**Required action:**
Where does the word "AccessDecision" occur in the entries below? Copy every line that has it.

**Provided information:**
· · · ·

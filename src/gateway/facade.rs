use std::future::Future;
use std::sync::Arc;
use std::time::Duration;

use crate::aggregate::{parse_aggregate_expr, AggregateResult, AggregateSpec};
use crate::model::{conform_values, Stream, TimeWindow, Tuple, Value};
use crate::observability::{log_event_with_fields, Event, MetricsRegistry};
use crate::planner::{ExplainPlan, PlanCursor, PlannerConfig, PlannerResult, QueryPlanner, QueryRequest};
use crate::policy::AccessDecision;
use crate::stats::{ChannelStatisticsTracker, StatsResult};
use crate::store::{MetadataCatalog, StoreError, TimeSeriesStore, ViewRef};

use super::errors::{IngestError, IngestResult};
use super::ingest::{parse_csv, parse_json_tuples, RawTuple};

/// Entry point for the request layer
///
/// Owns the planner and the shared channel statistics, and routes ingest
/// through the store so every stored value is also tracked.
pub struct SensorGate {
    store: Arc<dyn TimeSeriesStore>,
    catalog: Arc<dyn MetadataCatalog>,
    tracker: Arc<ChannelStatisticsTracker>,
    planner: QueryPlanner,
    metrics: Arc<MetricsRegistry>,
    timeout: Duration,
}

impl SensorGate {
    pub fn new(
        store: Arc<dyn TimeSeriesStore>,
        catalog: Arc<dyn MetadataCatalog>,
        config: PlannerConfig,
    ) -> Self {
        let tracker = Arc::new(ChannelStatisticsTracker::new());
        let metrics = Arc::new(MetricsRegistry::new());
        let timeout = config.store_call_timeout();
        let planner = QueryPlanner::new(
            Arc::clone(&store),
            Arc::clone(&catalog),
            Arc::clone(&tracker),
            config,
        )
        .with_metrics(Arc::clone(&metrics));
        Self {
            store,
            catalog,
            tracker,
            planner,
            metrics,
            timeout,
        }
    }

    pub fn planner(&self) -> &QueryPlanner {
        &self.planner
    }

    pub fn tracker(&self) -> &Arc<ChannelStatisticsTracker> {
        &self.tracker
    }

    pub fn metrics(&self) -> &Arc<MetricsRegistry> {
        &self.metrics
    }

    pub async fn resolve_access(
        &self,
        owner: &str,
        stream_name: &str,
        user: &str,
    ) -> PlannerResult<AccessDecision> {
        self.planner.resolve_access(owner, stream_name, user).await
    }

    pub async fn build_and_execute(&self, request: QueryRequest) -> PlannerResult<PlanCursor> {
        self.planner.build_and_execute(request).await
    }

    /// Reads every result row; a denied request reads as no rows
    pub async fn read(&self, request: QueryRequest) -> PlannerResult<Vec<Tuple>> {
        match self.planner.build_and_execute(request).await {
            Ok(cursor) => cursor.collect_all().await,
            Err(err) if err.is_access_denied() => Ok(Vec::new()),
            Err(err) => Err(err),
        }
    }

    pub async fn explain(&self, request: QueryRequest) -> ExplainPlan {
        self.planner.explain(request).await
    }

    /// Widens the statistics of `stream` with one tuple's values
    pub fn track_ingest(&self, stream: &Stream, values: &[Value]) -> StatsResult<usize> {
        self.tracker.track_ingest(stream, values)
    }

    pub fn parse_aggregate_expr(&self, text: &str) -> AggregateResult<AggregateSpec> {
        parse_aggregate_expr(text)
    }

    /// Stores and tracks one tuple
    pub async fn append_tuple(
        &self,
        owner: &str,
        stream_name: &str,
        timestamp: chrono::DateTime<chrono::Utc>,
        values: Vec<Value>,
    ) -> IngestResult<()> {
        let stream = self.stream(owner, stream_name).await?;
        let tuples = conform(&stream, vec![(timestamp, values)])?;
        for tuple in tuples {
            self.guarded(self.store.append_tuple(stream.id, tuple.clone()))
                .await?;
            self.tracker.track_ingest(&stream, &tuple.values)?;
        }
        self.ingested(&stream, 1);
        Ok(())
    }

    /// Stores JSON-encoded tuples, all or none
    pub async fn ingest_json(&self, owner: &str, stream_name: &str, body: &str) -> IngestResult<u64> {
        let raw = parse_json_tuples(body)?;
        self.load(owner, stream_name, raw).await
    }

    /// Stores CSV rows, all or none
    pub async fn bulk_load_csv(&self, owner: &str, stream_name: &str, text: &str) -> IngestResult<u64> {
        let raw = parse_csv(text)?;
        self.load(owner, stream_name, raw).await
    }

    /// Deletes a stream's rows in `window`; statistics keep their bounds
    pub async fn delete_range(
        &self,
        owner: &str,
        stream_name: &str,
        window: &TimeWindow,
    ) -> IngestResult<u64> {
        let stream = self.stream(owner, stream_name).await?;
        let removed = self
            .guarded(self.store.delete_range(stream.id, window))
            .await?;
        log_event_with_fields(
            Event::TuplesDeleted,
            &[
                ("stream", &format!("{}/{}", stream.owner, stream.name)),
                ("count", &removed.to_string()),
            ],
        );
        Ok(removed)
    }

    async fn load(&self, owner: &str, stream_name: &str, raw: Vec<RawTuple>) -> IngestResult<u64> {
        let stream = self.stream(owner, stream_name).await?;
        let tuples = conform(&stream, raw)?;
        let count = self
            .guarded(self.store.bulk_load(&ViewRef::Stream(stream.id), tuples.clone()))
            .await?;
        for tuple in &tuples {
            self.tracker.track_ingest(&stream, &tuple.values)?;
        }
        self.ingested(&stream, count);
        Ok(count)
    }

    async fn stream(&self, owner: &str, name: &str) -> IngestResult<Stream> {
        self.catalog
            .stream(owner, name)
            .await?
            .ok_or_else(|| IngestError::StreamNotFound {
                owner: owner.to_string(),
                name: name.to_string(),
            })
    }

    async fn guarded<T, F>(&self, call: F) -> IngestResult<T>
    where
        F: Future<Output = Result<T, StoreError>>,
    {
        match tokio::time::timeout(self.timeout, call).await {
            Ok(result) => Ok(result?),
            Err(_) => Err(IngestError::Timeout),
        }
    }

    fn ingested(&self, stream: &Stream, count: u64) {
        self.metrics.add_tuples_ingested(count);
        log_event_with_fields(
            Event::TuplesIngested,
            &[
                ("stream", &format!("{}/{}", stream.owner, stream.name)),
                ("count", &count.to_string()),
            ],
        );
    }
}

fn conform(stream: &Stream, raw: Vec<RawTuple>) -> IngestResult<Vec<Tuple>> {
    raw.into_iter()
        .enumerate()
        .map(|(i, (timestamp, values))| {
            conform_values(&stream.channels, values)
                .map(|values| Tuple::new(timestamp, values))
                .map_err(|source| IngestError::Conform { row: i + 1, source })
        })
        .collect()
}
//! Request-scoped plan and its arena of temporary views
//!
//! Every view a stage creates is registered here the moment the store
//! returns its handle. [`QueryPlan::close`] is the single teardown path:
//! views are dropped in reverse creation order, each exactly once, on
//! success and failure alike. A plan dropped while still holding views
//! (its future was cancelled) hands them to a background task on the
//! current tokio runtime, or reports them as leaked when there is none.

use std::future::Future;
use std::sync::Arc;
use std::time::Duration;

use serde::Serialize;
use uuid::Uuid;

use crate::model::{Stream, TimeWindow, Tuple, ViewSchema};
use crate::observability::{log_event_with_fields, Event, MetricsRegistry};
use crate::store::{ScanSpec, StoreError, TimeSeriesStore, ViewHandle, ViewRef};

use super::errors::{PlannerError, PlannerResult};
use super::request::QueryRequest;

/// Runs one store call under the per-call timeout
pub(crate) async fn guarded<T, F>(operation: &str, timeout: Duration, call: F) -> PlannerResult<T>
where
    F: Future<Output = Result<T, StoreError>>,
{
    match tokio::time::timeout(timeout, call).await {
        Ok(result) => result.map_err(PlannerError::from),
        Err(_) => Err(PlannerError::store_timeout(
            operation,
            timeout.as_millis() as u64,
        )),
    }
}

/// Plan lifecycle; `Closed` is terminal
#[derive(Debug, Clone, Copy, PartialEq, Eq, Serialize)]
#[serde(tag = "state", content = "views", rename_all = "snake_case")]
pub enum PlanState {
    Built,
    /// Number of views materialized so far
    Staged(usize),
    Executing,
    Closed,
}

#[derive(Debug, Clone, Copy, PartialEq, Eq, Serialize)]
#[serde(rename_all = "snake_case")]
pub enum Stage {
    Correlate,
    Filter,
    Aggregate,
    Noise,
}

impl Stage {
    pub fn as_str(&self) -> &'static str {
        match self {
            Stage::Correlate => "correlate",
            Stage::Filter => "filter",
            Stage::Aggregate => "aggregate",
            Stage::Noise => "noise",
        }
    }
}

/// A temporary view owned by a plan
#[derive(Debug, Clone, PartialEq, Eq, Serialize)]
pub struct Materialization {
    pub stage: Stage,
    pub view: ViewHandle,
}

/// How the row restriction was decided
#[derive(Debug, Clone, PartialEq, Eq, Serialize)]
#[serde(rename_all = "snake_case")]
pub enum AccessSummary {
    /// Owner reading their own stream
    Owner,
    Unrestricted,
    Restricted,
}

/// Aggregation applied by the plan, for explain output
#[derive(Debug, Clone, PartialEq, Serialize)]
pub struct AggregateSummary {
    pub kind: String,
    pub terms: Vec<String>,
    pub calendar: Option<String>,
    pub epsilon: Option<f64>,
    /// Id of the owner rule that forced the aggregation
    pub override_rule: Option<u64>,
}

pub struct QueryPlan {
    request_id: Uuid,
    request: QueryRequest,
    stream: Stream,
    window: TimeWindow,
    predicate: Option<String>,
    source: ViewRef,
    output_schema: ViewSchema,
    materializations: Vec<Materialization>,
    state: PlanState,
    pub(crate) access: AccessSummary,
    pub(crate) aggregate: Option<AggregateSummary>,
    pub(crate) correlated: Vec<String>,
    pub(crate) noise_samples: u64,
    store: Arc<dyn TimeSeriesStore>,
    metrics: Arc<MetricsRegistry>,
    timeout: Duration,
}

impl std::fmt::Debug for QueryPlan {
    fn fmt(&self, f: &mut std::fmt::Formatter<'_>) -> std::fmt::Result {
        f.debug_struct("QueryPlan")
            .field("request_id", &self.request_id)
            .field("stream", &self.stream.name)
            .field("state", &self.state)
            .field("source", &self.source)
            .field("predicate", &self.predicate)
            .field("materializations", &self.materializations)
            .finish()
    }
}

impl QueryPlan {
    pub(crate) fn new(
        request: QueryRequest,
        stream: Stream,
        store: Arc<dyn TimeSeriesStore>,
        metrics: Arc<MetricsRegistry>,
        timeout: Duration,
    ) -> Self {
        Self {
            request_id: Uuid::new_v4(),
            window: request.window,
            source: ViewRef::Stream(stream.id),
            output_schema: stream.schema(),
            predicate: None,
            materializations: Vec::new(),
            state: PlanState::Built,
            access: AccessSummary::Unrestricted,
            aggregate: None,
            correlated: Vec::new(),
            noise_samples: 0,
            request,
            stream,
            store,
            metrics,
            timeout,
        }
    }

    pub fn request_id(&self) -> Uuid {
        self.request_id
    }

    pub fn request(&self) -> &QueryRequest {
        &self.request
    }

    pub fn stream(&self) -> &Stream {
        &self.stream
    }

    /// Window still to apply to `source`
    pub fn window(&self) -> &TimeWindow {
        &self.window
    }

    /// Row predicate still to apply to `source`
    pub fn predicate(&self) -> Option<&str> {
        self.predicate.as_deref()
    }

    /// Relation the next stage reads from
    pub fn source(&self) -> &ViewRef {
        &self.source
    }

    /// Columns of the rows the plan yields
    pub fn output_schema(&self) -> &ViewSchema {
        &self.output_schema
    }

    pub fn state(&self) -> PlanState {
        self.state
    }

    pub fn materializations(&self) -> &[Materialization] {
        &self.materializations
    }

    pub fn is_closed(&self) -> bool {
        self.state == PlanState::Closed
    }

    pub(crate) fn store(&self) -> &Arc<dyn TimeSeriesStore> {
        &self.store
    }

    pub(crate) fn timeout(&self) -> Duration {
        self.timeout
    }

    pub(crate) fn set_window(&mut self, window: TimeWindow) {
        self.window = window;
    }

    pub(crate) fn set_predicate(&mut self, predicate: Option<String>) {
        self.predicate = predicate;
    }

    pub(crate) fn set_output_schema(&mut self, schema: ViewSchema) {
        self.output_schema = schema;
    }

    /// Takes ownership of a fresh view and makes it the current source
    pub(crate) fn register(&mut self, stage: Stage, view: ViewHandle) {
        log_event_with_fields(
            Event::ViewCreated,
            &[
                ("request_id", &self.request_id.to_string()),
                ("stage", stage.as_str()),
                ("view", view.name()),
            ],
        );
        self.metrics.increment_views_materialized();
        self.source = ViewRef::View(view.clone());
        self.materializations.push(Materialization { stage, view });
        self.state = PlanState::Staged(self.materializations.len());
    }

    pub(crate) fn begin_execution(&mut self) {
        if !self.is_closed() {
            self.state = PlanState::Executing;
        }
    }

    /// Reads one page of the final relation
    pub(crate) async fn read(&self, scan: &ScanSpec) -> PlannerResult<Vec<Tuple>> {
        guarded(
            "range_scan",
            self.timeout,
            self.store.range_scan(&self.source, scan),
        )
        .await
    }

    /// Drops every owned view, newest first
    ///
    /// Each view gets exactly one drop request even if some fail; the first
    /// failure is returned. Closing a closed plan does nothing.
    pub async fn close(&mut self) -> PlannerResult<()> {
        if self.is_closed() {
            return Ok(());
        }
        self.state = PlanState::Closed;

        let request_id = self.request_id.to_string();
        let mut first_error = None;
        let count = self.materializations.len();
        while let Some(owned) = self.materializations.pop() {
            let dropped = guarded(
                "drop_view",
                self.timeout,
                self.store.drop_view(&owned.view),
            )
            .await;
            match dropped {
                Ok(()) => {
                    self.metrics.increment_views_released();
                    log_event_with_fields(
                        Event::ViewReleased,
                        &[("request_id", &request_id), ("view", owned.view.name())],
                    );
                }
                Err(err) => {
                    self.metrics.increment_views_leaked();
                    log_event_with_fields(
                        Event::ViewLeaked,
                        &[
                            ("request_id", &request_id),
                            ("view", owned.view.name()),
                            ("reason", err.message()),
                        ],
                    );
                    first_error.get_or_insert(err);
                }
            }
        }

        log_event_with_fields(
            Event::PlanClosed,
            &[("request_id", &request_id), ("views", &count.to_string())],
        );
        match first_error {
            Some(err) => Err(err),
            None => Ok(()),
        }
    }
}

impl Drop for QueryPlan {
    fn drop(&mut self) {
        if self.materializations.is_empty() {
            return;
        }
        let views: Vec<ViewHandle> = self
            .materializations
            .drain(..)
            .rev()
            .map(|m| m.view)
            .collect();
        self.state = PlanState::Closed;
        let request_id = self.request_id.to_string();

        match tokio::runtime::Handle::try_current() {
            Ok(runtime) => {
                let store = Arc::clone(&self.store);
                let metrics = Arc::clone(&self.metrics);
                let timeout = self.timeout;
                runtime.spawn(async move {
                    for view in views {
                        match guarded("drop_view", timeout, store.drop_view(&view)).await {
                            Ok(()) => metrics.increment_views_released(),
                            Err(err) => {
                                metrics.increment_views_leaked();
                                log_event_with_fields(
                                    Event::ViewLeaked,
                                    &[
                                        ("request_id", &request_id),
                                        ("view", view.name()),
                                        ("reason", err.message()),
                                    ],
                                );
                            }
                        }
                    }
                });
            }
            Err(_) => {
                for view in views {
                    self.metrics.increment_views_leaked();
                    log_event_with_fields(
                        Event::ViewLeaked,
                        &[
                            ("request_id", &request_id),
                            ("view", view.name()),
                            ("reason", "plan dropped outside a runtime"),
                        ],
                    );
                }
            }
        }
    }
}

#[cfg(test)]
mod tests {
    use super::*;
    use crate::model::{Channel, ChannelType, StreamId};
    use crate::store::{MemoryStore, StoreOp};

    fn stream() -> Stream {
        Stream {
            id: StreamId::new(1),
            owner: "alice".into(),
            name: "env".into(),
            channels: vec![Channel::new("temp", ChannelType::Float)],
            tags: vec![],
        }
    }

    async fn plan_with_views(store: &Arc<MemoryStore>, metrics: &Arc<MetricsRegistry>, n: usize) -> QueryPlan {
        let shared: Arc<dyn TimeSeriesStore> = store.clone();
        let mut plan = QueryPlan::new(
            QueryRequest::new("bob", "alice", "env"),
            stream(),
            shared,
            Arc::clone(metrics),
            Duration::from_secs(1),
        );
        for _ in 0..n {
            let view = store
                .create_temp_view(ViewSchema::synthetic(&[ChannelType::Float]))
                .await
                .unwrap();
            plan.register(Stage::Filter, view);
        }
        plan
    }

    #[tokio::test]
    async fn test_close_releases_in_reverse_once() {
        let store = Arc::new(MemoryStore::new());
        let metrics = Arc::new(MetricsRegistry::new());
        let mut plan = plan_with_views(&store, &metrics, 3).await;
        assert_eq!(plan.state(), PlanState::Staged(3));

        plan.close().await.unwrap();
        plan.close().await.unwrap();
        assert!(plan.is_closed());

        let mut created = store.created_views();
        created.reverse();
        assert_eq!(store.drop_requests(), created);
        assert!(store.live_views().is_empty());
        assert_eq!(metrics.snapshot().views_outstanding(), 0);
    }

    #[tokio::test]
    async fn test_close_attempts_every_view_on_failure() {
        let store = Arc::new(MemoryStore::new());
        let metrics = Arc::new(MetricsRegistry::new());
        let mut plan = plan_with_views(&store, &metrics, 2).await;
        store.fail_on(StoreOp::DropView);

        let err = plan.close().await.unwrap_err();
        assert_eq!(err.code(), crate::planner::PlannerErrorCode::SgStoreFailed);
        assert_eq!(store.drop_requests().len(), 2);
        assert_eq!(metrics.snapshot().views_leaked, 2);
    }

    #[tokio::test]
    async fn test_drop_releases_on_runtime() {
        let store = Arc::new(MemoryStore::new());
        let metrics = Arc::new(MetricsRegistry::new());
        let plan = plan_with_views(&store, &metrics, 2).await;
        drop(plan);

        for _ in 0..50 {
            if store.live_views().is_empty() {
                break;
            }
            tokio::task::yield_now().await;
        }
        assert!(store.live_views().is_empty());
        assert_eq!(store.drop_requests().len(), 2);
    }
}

· · · ·

**Answer to the exercise:**
use crate::policy::AccessDecision;
    ) -> PlannerResult<AccessDecision> {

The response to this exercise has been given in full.